Executive editor of horror magazine Rue Morgue Andrea Subissati and Alexandra West, the author of the excellent ‘Quelle Horreur: The Films Of New French Extremity’ and ‘The 1990s Teen Horror Cycle: Final Girls And New Hollywood Formula’, host this compulsively listenable, independently produced podcast from Toronto. Once a month, they broadcast from the “horrored halls of academia”, selecting a topic and exploring it through the prism of classic and contemporary horror films. Their analysis (as well as their relaxed chemistry) is both insightful and thoroughly entertaining, and never limits itself to the films: they apply film theory to better dive into the issues that populate the specific movie, the collective genre, as well as what these elements say about evolving societal mores. 

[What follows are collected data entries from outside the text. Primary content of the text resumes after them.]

#[cfg(test)]
mod tests {
    use super::*;
    use crate::dial;
    use std::io::Read;
    use std::time::{Duration, Instant};

    fn unix_server(dir: &tempfile::TempDir, capacity: usize) -> Server {
        let config = ServerConfig {
            listen: Address::unix(dir.path().join("srv.sock")),
            backlog: 16,
            accept_poll_interval_ms: 10,
        };
        let pool = PoolConfig {
            capacity,
            poll_timeout_ms: 50,
        };
        Server::bind(&config, &pool).unwrap()
    }

    #[test]
    fn stop_token_clones_share_flag() {
        let token = StopToken::new();
        let clone = token.clone();
        assert!(!clone.is_stopped());
        token.stop();
        assert!(clone.is_stopped());
    }

    #[test]
    fn stop_token_wakes_registry() {
        let registry = ConnectionRegistry::new(1).unwrap();
        let token = StopToken::new().with_waker(registry.waker());
        token.stop();
        let start = Instant::now();
        assert!(registry.get(Some(Duration::from_secs(5))).unwrap().is_empty());
        assert!(start.elapsed() < Duration::from_secs(1));
    }

    #[test]
    fn echo_handler_echoes_then_closes_on_eof() {
        let (a, b) = ActiveConnection::pair().unwrap();
        let mut echo = EchoHandler::new(16);
        b.write_all(b"hello").unwrap();
        assert_eq!(echo.on_ready(&a, Readiness::READABLE), Disposition::Keep);
        let mut buf = [0u8; 5];
        (&b).read_exact(&mut buf).unwrap();
        assert_eq!(&buf, b"hello");

        b.shutdown().unwrap();
        assert_eq!(echo.on_ready(&a, Readiness::READABLE), Disposition::Close);
        assert_eq!(echo.on_ready(&a, Readiness::ERROR), Disposition::Close);
    }

    #[test]
    fn closure_is_a_handler() {
        let (a, _b) = ActiveConnection::pair().unwrap();
        let mut calls = 0;
        let mut handler = |_: &ActiveConnection, _: Readiness| {
            calls += 1;
            Disposition::Watch(Interest::WRITABLE)
        };
        assert_eq!(
            handler.on_ready(&a, Readiness::READABLE),
            Disposition::Watch(Interest::WRITABLE)
        );
        assert_eq!(calls, 1);
    }

    #[test]
    fn accept_loop_stops_when_replier_declines() {
        let dir = tempfile::tempdir().unwrap();
        let server = unix_server(&dir, 4);
        let address = server.local_address().unwrap();

        let client = thread::spawn(move || {
            for _ in 0..2 {
                let conn = dial::connect(&address).unwrap();
                let mut reply = Vec::new();
                (&conn).read_to_end(&mut reply).unwrap();
                assert_eq!(reply, b"hi");
            }
        });

        let stop = StopToken::new();
        let mut seen = 0;
        let served = server
            .accept_loop(
                |conn| {
                    conn.write_all(b"hi").unwrap();
                    seen += 1;
                    seen < 2
                },
                &stop,
            )
            .unwrap();
        client.join().unwrap();
        assert_eq!(served, 2);
    }

    #[test]
    fn accept_loop_observes_stop_token() {
        let dir = tempfile::tempdir().unwrap();
        let server = unix_server(&dir, 4);
        let stop = StopToken::new();
        let remote = stop.clone();
        let stopper = thread::spawn(move || {
            thread::sleep(Duration::from_millis(30));
            remote.stop();
        });
        let served = server.accept_loop(|_| true, &stop).unwrap();
        stopper.join().unwrap();
        assert_eq!(served, 0);
    }

    #[test]
    fn run_echoes_and_counts() {
        let dir = tempfile::tempdir().unwrap();
        let server = unix_server(&dir, 8);
        let address = server.local_address().unwrap();
        let stop = server.stop_token();
        let remote = stop.clone();

        let client = thread::spawn(move || {
            let conn = dial::connect(&address).unwrap();
            conn.write_all(b"round trip").unwrap();
            let mut buf = [0u8; 10];
            (&conn).read_exact(&mut buf).unwrap();
            drop(conn);
            remote.stop();
            buf
        });

        let stats = server.run(EchoHandler::default(), &stop).unwrap();
        assert_eq!(&client.join().unwrap(), b"round trip");
        assert_eq!(stats.accepted, 1);
        assert_eq!(stats.rejected, 0);
        assert!(stats.dispatched >= 1);
    }

    #[test]
    fn run_rejects_over_capacity() {
        let dir = tempfile::tempdir().unwrap();
        let server = unix_server(&dir, 1);
        let address = server.local_address().unwrap();
        let stop = server.stop_token();
        let remote = stop.clone();

        let client = thread::spawn(move || {
            let first = dial::connect(&address).unwrap();
            first.write_all(b"x").unwrap();
            let mut one = [0u8; 1];
            (&first).read_exact(&mut one).unwrap();

            // The registry is full now; the second connection gets closed.
            let second = dial::connect(&address).unwrap();
            let mut rest = Vec::new();
            let _ = (&second).read_to_end(&mut rest);
            assert!(rest.is_empty());
            remote.stop();
            drop(first);
        });

        let stats = server.run(EchoHandler::default(), &stop).unwrap();
        client.join().unwrap();
        assert_eq!(stats.accepted, 2);
        assert_eq!(stats.rejected, 1);
    }
}
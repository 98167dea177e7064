//! sockpool: a thread-safe connection registry with readiness polling
//!
//! Connections are accepted or dialed, registered with an interest, and
//! waited on with `poll(2)`. Registration changes from other threads wake a
//! blocked waiter through a self-pipe, so new connections are picked up
//! without waiting for the poll timeout.
//!
//! # Architecture
//!
//! ```text
//! PassiveSocket ──accept──┐
//!                         ├─→ ActiveConnection ─add─→ ConnectionRegistry ─get─→ handler
//! dial::connect ──────────┘                              ↑
//!                                       Waker (self-pipe) ┘
//! ```
//!
//! # Modules
//!
//! - `address`: IP / unix domain endpoints
//! - `socket`: listening and connected sockets, connection identity
//! - `dial`: outbound connect and in-place reconnect
//! - `registry`: the connection registry and readiness types
//! - `server`: accept loops, dispatch, stop tokens
//! - `client`: sender-driven client loop
//! - `config`: TOML configuration
//! - `logging`: `tracing` subscriber setup
//!
//! # Safety
//!
//! This crate forbids unsafe code; descriptor-level work lives in
//! `sockpool-fd`.

#![forbid(unsafe_code)]

pub mod address;
pub mod client;
pub mod config;
pub mod dial;
pub mod error;
pub mod logging;
pub mod registry;
pub mod server;
pub mod socket;

pub use address::{Address, AddressKind};
pub use client::Client;
pub use config::{Config, ConfigError, PoolConfig, ServerConfig};
pub use error::{Error, Result};
pub use registry::{ConnectionRef, ConnectionRegistry, Interest, Readiness, ReadyConnection, Waker};
pub use server::{ConnectionHandler, Disposition, EchoHandler, ServeStats, Server, StopToken};
pub use socket::{ActiveConnection, Identity, PassiveSocket};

The podcast has been going since December 2012, so you can scan through their extensive back catalogue and devour the films and topics which most appeal to you. Recent highlights include the Anne Rice episode, in which Subissati and West dig their teeth into cinematic vampires with Interview With The Vampire and Queen Of The Damned, a fascinating delve into moral codes and the dangers of God-complexes through David Fincher’s Se7en, and the most recent March 2020 episode, a tour of interwar Germany via two celebrated classics: The Cabinet Of Dr. Caligari and Nosferatu

Don’t miss out. It’s not only one of the smartest and most engaging film podcasts out there, but also one of the best podcasts, period.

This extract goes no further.